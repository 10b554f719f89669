//! HTTP surface exercised in-process through the router

use axum::{
    body::{to_bytes, Body},
    http::{Request, StatusCode},
    Router,
};
use casino_engine::{
    api::{create_app, AppState},
    clock::ManualClock,
    config::CasinoConfig,
    games::draws::ScriptedDraws,
    storage::OptimizedStorage,
    CasinoEngine,
};
use chrono::{TimeZone, Utc};
use serde_json::{json, Value};
use std::sync::Arc;
use tempfile::TempDir;
use tower::ServiceExt;

fn app(dir: &TempDir, draws: ScriptedDraws) -> Router {
    let config = CasinoConfig::default();
    let api_config = config.api.clone();
    let engine = CasinoEngine::with_parts(
        config,
        OptimizedStorage::new(dir.path()).unwrap(),
        Box::new(draws),
        Arc::new(ManualClock::new(
            Utc.with_ymd_and_hms(2026, 4, 2, 12, 0, 0).unwrap(),
        )),
    )
    .unwrap();
    create_app(Arc::new(AppState::new(Arc::new(engine))), &api_config)
}

async fn call(app: &Router, method: &str, uri: &str, body: Option<Value>) -> (StatusCode, Value) {
    let builder = Request::builder().method(method).uri(uri);
    let request = match body {
        Some(body) => builder
            .header("content-type", "application/json")
            .body(Body::from(body.to_string()))
            .unwrap(),
        None => builder.body(Body::empty()).unwrap(),
    };

    let response = app.clone().oneshot(request).await.unwrap();
    let status = response.status();
    let bytes = to_bytes(response.into_body(), usize::MAX).await.unwrap();
    let json = if bytes.is_empty() {
        Value::Null
    } else {
        serde_json::from_slice(&bytes).unwrap_or(Value::Null)
    };
    (status, json)
}

#[tokio::test]
async fn test_health_echoes_request_id() {
    let dir = TempDir::new().unwrap();
    let app = app(&dir, ScriptedDraws::new());

    let request = Request::builder()
        .uri("/health")
        .header("x-request-id", "abc-123")
        .body(Body::empty())
        .unwrap();
    let response = app.oneshot(request).await.unwrap();

    assert_eq!(response.status(), StatusCode::OK);
    assert_eq!(response.headers()["x-request-id"], "abc-123");
}

#[tokio::test]
async fn test_request_id_generated_when_absent() {
    let dir = TempDir::new().unwrap();
    let app = app(&dir, ScriptedDraws::new());

    let request = Request::builder().uri("/health").body(Body::empty()).unwrap();
    let response = app.clone().oneshot(request).await.unwrap();
    let generated = response.headers()["x-request-id"].to_str().unwrap();
    assert!(uuid::Uuid::parse_str(generated).is_ok());

    // Routing misses are answered inside the stack and still get an ID
    let request = Request::builder().uri("/nowhere").body(Body::empty()).unwrap();
    let response = app.oneshot(request).await.unwrap();
    assert_eq!(response.status(), StatusCode::NOT_FOUND);
    assert!(response.headers().contains_key("x-request-id"));
}

#[tokio::test]
async fn test_bet_take_flow_over_http() {
    let dir = TempDir::new().unwrap();
    let app = app(&dir, ScriptedDraws::new().with_bps([7_000]));

    let (status, body) = call(&app, "POST", "/players/5/deposit", Some(json!({ "amount": 1000 }))).await;
    assert_eq!(status, StatusCode::OK);
    assert_eq!(body["balance"], 1000);

    let (status, body) = call(&app, "POST", "/players/5/enter", None).await;
    assert_eq!(status, StatusCode::OK);
    assert_eq!(body["allowed"], true);
    assert_eq!(body["reason"], "ok");

    let (status, body) = call(&app, "POST", "/players/5/bet", Some(json!({ "stake": 100 }))).await;
    assert_eq!(status, StatusCode::OK);
    assert_eq!(body["status"], "pending");
    assert_eq!(body["wager"]["value"], 150);

    let (status, body) = call(&app, "POST", "/players/5/bet", Some(json!({ "stake": 100 }))).await;
    assert_eq!(status, StatusCode::CONFLICT);
    assert_eq!(body["error"]["code"], "CONFLICT");

    let (status, body) = call(&app, "GET", "/players/5/pending", None).await;
    assert_eq!(status, StatusCode::OK);
    assert_eq!(body["pending"]["stake"], 100);

    let (status, body) = call(&app, "POST", "/players/5/take", None).await;
    assert_eq!(status, StatusCode::OK);
    assert_eq!(body["payout"], 150);
    assert_eq!(body["balance"], 1050);

    let (status, body) = call(&app, "POST", "/players/5/take", None).await;
    assert_eq!(status, StatusCode::NOT_FOUND);
    assert_eq!(body["error"]["code"], "NOT_FOUND");

    let (status, body) = call(&app, "GET", "/players/5/games?limit=5", None).await;
    assert_eq!(status, StatusCode::OK);
    assert_eq!(body["games"].as_array().map(Vec::len), Some(1));

    let (status, body) = call(&app, "GET", "/jackpot", None).await;
    assert_eq!(status, StatusCode::OK);
    assert_eq!(body["pool"], 505);
}

#[tokio::test]
async fn test_rejections_map_to_http_errors() {
    let dir = TempDir::new().unwrap();
    let app = app(&dir, ScriptedDraws::new());

    let (status, _) = call(&app, "POST", "/players/9/bet", Some(json!({ "stake": 5 }))).await;
    assert_eq!(status, StatusCode::BAD_REQUEST);

    let (status, body) = call(&app, "POST", "/players/9/self-exclude", Some(json!({ "days": 3 }))).await;
    assert_eq!(status, StatusCode::OK);
    assert!(body["excluded_until"].is_string());

    call(&app, "POST", "/players/9/deposit", Some(json!({ "amount": 100 }))).await;
    let (status, body) = call(&app, "POST", "/players/9/bet", Some(json!({ "stake": 10 }))).await;
    assert_eq!(status, StatusCode::FORBIDDEN);
    assert_eq!(body["error"]["code"], "ACCESS_DENIED");
    assert_eq!(body["error"]["details"]["reason"], "self_blocked");
    assert_eq!(body["error"]["details"]["context"]["days_remaining"], 3);
}

#[tokio::test]
async fn test_metrics_exposition() {
    let dir = TempDir::new().unwrap();
    let app = app(&dir, ScriptedDraws::new());

    let request = Request::builder().uri("/metrics").body(Body::empty()).unwrap();
    let response = app.oneshot(request).await.unwrap();
    assert_eq!(response.status(), StatusCode::OK);

    let bytes = to_bytes(response.into_body(), usize::MAX).await.unwrap();
    let text = String::from_utf8(bytes.to_vec()).unwrap();
    assert!(text.contains("casino_jackpot_pool 500"));
}
//! Entry checks run before a session opens or a stake is debited

use crate::config::{CasinoConfig, LimitsConfig};
use crate::cooldown::CooldownManager;
use crate::games::types::GameVariant;
use crate::profile::Profile;
use chrono::{DateTime, Utc};
use serde::{Deserialize, Serialize};
use std::fmt;

/// Why the gate decided the way it did
#[derive(Debug, Clone, Copy, PartialEq, Eq, Serialize, Deserialize)]
#[serde(rename_all = "snake_case")]
pub enum AccessReason {
    Ok,
    SelfBlocked,
    ForcedBreak,
    Cooldown,
    DailyLossLimit,
    DailyGamesLimit,
    NoBalance,
}

impl fmt::Display for AccessReason {
    fn fmt(&self, f: &mut fmt::Formatter<'_>) -> fmt::Result {
        let text = match self {
            AccessReason::Ok => "ok",
            AccessReason::SelfBlocked => "self_blocked",
            AccessReason::ForcedBreak => "forced_break",
            AccessReason::Cooldown => "cooldown",
            AccessReason::DailyLossLimit => "daily_loss_limit",
            AccessReason::DailyGamesLimit => "daily_games_limit",
            AccessReason::NoBalance => "no_balance",
        };
        f.write_str(text)
    }
}

/// Details for rendering the decision
#[derive(Debug, Clone, Default, PartialEq, Eq, Serialize, Deserialize)]
pub struct AccessContext {
    #[serde(skip_serializing_if = "Option::is_none")]
    pub until: Option<DateTime<Utc>>,
    #[serde(skip_serializing_if = "Option::is_none")]
    pub days_remaining: Option<i64>,
    #[serde(skip_serializing_if = "Option::is_none")]
    pub seconds_remaining: Option<u64>,
    #[serde(skip_serializing_if = "Option::is_none")]
    pub loss_streak: Option<u32>,
    #[serde(skip_serializing_if = "Option::is_none")]
    pub lost_today: Option<u64>,
    #[serde(skip_serializing_if = "Option::is_none")]
    pub daily_loss_limit: Option<u64>,
    #[serde(skip_serializing_if = "Option::is_none")]
    pub games_today: Option<u32>,
    #[serde(skip_serializing_if = "Option::is_none")]
    pub daily_games_limit: Option<u32>,
    #[serde(skip_serializing_if = "Option::is_none")]
    pub min_stake: Option<u64>,
    #[serde(skip_serializing_if = "Option::is_none")]
    pub balance: Option<u64>,
}

#[derive(Debug, Clone, PartialEq, Eq, Serialize, Deserialize)]
pub struct AccessDecision {
    pub allowed: bool,
    pub reason: AccessReason,
    pub context: AccessContext,
    /// Session the player is in after a successful entry
    #[serde(skip_serializing_if = "Option::is_none")]
    pub session_id: Option<u64>,
}

impl AccessDecision {
    fn allow(balance: u64) -> Self {
        Self {
            allowed: true,
            reason: AccessReason::Ok,
            context: AccessContext {
                balance: Some(balance),
                ..Default::default()
            },
            session_id: None,
        }
    }

    fn deny(reason: AccessReason, context: AccessContext) -> Self {
        Self {
            allowed: false,
            reason,
            context,
            session_id: None,
        }
    }
}

/// Ordered entry checks:
/// self-exclusion, forced break, cooldown, daily loss, daily games, balance.
///
/// With `limits.enforce` off only the balance check runs.
#[derive(Debug, Clone)]
pub struct AccessGate {
    limits: LimitsConfig,
    forced_break_after_losses: u32,
    cooldowns: CooldownManager,
}

impl AccessGate {
    pub fn new(config: &CasinoConfig) -> Self {
        Self {
            limits: config.limits.clone(),
            forced_break_after_losses: config.responsible.forced_break_after_losses,
            cooldowns: CooldownManager::new(config.cooldown.clone()),
        }
    }

    /// Pure evaluation; the caller is expected to have rolled daily counters
    pub fn evaluate(
        &self,
        profile: &Profile,
        variant: GameVariant,
        balance: u64,
        now: DateTime<Utc>,
    ) -> AccessDecision {
        if self.limits.enforce {
            if let Some(until) = profile.self_excluded_until.filter(|until| *until > now) {
                return AccessDecision::deny(
                    AccessReason::SelfBlocked,
                    AccessContext {
                        until: Some(until),
                        days_remaining: Some(days_ceil(until - now)),
                        ..Default::default()
                    },
                );
            }

            if let Some(until) = profile.forced_break_until.filter(|until| *until > now) {
                return AccessDecision::deny(
                    AccessReason::ForcedBreak,
                    AccessContext {
                        until: Some(until),
                        seconds_remaining: Some((until - now).num_seconds().max(0) as u64),
                        loss_streak: Some(self.forced_break_after_losses),
                        ..Default::default()
                    },
                );
            }

            let state = profile.cooldown(variant);
            let check = self.cooldowns.can_play(&state, now);
            if !check.allowed {
                return AccessDecision::deny(
                    AccessReason::Cooldown,
                    AccessContext {
                        until: state.cooldown_until,
                        seconds_remaining: Some(check.seconds_remaining),
                        ..Default::default()
                    },
                );
            }

            if profile.daily_lost >= self.limits.daily_loss_limit {
                return AccessDecision::deny(
                    AccessReason::DailyLossLimit,
                    AccessContext {
                        lost_today: Some(profile.daily_lost),
                        daily_loss_limit: Some(self.limits.daily_loss_limit),
                        ..Default::default()
                    },
                );
            }

            if profile.daily_games >= self.limits.daily_games_limit {
                return AccessDecision::deny(
                    AccessReason::DailyGamesLimit,
                    AccessContext {
                        games_today: Some(profile.daily_games),
                        daily_games_limit: Some(self.limits.daily_games_limit),
                        ..Default::default()
                    },
                );
            }
        }

        if balance < self.limits.min_stake {
            return AccessDecision::deny(
                AccessReason::NoBalance,
                AccessContext {
                    min_stake: Some(self.limits.min_stake),
                    balance: Some(balance),
                    ..Default::default()
                },
            );
        }

        AccessDecision::allow(balance)
    }
}

/// Whole days left, rounded up so a few hours still read as one day
fn days_ceil(remaining: chrono::Duration) -> i64 {
    (remaining.num_seconds() + 86_399) / 86_400
}

#[cfg(test)]
mod tests {
    use super::*;
    use crate::cooldown::CooldownState;
    use chrono::{Duration, TimeZone};

    fn now() -> DateTime<Utc> {
        Utc.with_ymd_and_hms(2026, 7, 1, 14, 0, 0).unwrap()
    }

    fn gate() -> AccessGate {
        AccessGate::new(&CasinoConfig::default())
    }

    #[test]
    fn test_clean_profile_is_allowed() {
        let decision = gate().evaluate(&Profile::new(1, now()), GameVariant::Dice, 1_000, now());
        assert!(decision.allowed);
        assert_eq!(decision.reason, AccessReason::Ok);
        assert_eq!(decision.context.balance, Some(1_000));
    }

    #[test]
    fn test_self_exclusion_wins_over_everything() {
        let mut profile = Profile::new(1, now());
        profile.self_exclude(7, now());
        profile.forced_break_until = Some(now() + Duration::hours(1));
        profile.cooldown_mut(GameVariant::Dice).cooldown_until = Some(now() + Duration::seconds(30));
        profile.daily_lost = 5_000;

        let decision = gate().evaluate(&profile, GameVariant::Dice, 0, now());
        assert!(!decision.allowed);
        assert_eq!(decision.reason, AccessReason::SelfBlocked);
        assert_eq!(decision.context.days_remaining, Some(7));
    }

    #[test]
    fn test_reason_wire_names_match_metric_labels() {
        for reason in [
            AccessReason::Ok,
            AccessReason::SelfBlocked,
            AccessReason::ForcedBreak,
            AccessReason::Cooldown,
            AccessReason::DailyLossLimit,
            AccessReason::DailyGamesLimit,
            AccessReason::NoBalance,
        ] {
            let json = serde_json::to_value(reason).unwrap();
            assert_eq!(json, serde_json::Value::String(reason.to_string()));
        }
        assert_eq!(AccessReason::SelfBlocked.to_string(), "self_blocked");
    }

    #[test]
    fn test_forced_break_before_cooldown() {
        let mut profile = Profile::new(1, now());
        profile.forced_break_until = Some(now() + Duration::minutes(30));
        profile.cooldown_mut(GameVariant::Dice).cooldown_until = Some(now() + Duration::seconds(30));

        let decision = gate().evaluate(&profile, GameVariant::Dice, 1_000, now());
        assert_eq!(decision.reason, AccessReason::ForcedBreak);
        assert_eq!(decision.context.seconds_remaining, Some(1_800));
    }

    #[test]
    fn test_cooldown_reports_seconds_remaining() {
        let mut profile = Profile::new(1, now());
        *profile.cooldown_mut(GameVariant::Dice) = CooldownState {
            lose_streak: 3,
            cooldown_until: Some(now() + Duration::seconds(42)),
        };

        let decision = gate().evaluate(&profile, GameVariant::Dice, 1_000, now());
        assert_eq!(decision.reason, AccessReason::Cooldown);
        assert_eq!(decision.context.seconds_remaining, Some(42));
    }

    #[test]
    fn test_daily_limits_in_order() {
        let limits = LimitsConfig::default();
        let mut profile = Profile::new(1, now());
        profile.daily_lost = limits.daily_loss_limit;
        profile.daily_games = limits.daily_games_limit;

        let decision = gate().evaluate(&profile, GameVariant::Dice, 1_000, now());
        assert_eq!(decision.reason, AccessReason::DailyLossLimit);

        profile.daily_lost = 0;
        let decision = gate().evaluate(&profile, GameVariant::Dice, 1_000, now());
        assert_eq!(decision.reason, AccessReason::DailyGamesLimit);
        assert_eq!(decision.context.games_today, Some(limits.daily_games_limit));
    }

    #[test]
    fn test_balance_checked_even_without_enforcement() {
        let gate = AccessGate::new(&CasinoConfig::testing());
        let mut profile = Profile::new(1, now());
        profile.self_exclude(7, now());

        let decision = gate.evaluate(&profile, GameVariant::Dice, 5, now());
        assert_eq!(decision.reason, AccessReason::NoBalance);
        assert_eq!(decision.context.min_stake, Some(10));

        let decision = gate.evaluate(&profile, GameVariant::Dice, 10, now());
        assert!(decision.allowed);
    }
}
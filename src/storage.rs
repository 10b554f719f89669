//! Optimized storage layer using RocksDB

use crate::config::StorageConfig;
use crate::errors::{CasinoResult, StorageError};
use rocksdb::{Direction, IteratorMode, Options, WriteBatch, DB};
use std::path::Path;
use std::sync::Arc;

#[derive(Clone)]
pub struct OptimizedStorage {
    db: Arc<DB>,
}

impl OptimizedStorage {
    pub fn new<P: AsRef<Path>>(path: P) -> Result<Self, rocksdb::Error> {
        Self::open(path, 64)
    }

    /// Open using the storage section of the config, wiping the directory
    /// first when `clear_on_start` is set
    pub fn new_with_config(config: &StorageConfig) -> CasinoResult<Self> {
        let path = Path::new(&config.data_directory);
        if config.clear_on_start && path.exists() {
            tracing::warn!(path = %config.data_directory, "Clearing database on start");
            std::fs::remove_dir_all(path).map_err(|e| {
                StorageError::DatabaseOpenFailed(format!(
                    "failed to clear {}: {}",
                    config.data_directory, e
                ))
            })?;
        }

        Self::open(path, config.write_buffer_size_mb)
            .map_err(|e| StorageError::DatabaseOpenFailed(e.to_string()).into())
    }

    fn open<P: AsRef<Path>>(path: P, write_buffer_mb: usize) -> Result<Self, rocksdb::Error> {
        let mut opts = Options::default();
        opts.create_if_missing(true);
        opts.set_write_buffer_size(write_buffer_mb.max(1) * 1024 * 1024);
        opts.set_max_write_buffer_number(4);
        opts.set_compression_type(rocksdb::DBCompressionType::Lz4);

        let db = DB::open(&opts, path)?;
        Ok(Self { db: Arc::new(db) })
    }

    pub fn get(&self, key: &[u8]) -> CasinoResult<Option<Vec<u8>>> {
        self.db
            .get(key)
            .map_err(|e| StorageError::ReadFailed(e.to_string()).into())
    }

    pub fn put(&self, key: &[u8], value: &[u8]) -> CasinoResult<()> {
        self.db
            .put(key, value)
            .map_err(|e| StorageError::WriteFailed(e.to_string()).into())
    }

    /// Apply a batch atomically: either every operation lands or none does
    pub fn write(&self, batch: WriteBatch) -> CasinoResult<()> {
        self.db
            .write(batch)
            .map_err(|e| StorageError::WriteFailed(e.to_string()).into())
    }

    /// Collect up to `limit` entries whose key starts with `prefix`, in key order
    pub fn scan_prefix(&self, prefix: &[u8], limit: usize) -> CasinoResult<Vec<(Vec<u8>, Vec<u8>)>> {
        let mut entries = Vec::new();
        let iter = self
            .db
            .iterator(IteratorMode::From(prefix, Direction::Forward));

        for item in iter {
            if entries.len() >= limit {
                break;
            }
            let (key, value) = item.map_err(|e| StorageError::ReadFailed(e.to_string()))?;
            if !key.starts_with(prefix) {
                break;
            }
            entries.push((key.to_vec(), value.to_vec()));
        }
        Ok(entries)
    }
}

Your instructions ▸ Using the material above, find each line that holds "Duration" and copy that line.

Result of the exercise ▸
fn days_ceil(remaining: chrono::Duration) -> i64 {
    use chrono::{Duration, TimeZone};
        profile.forced_break_until = Some(now() + Duration::hours(1));
        profile.cooldown_mut(GameVariant::Dice).cooldown_until = Some(now() + Duration::seconds(30));
        profile.forced_break_until = Some(now() + Duration::minutes(30));
        profile.cooldown_mut(GameVariant::Dice).cooldown_until = Some(now() + Duration::seconds(30));
            cooldown_until: Some(now() + Duration::seconds(42)),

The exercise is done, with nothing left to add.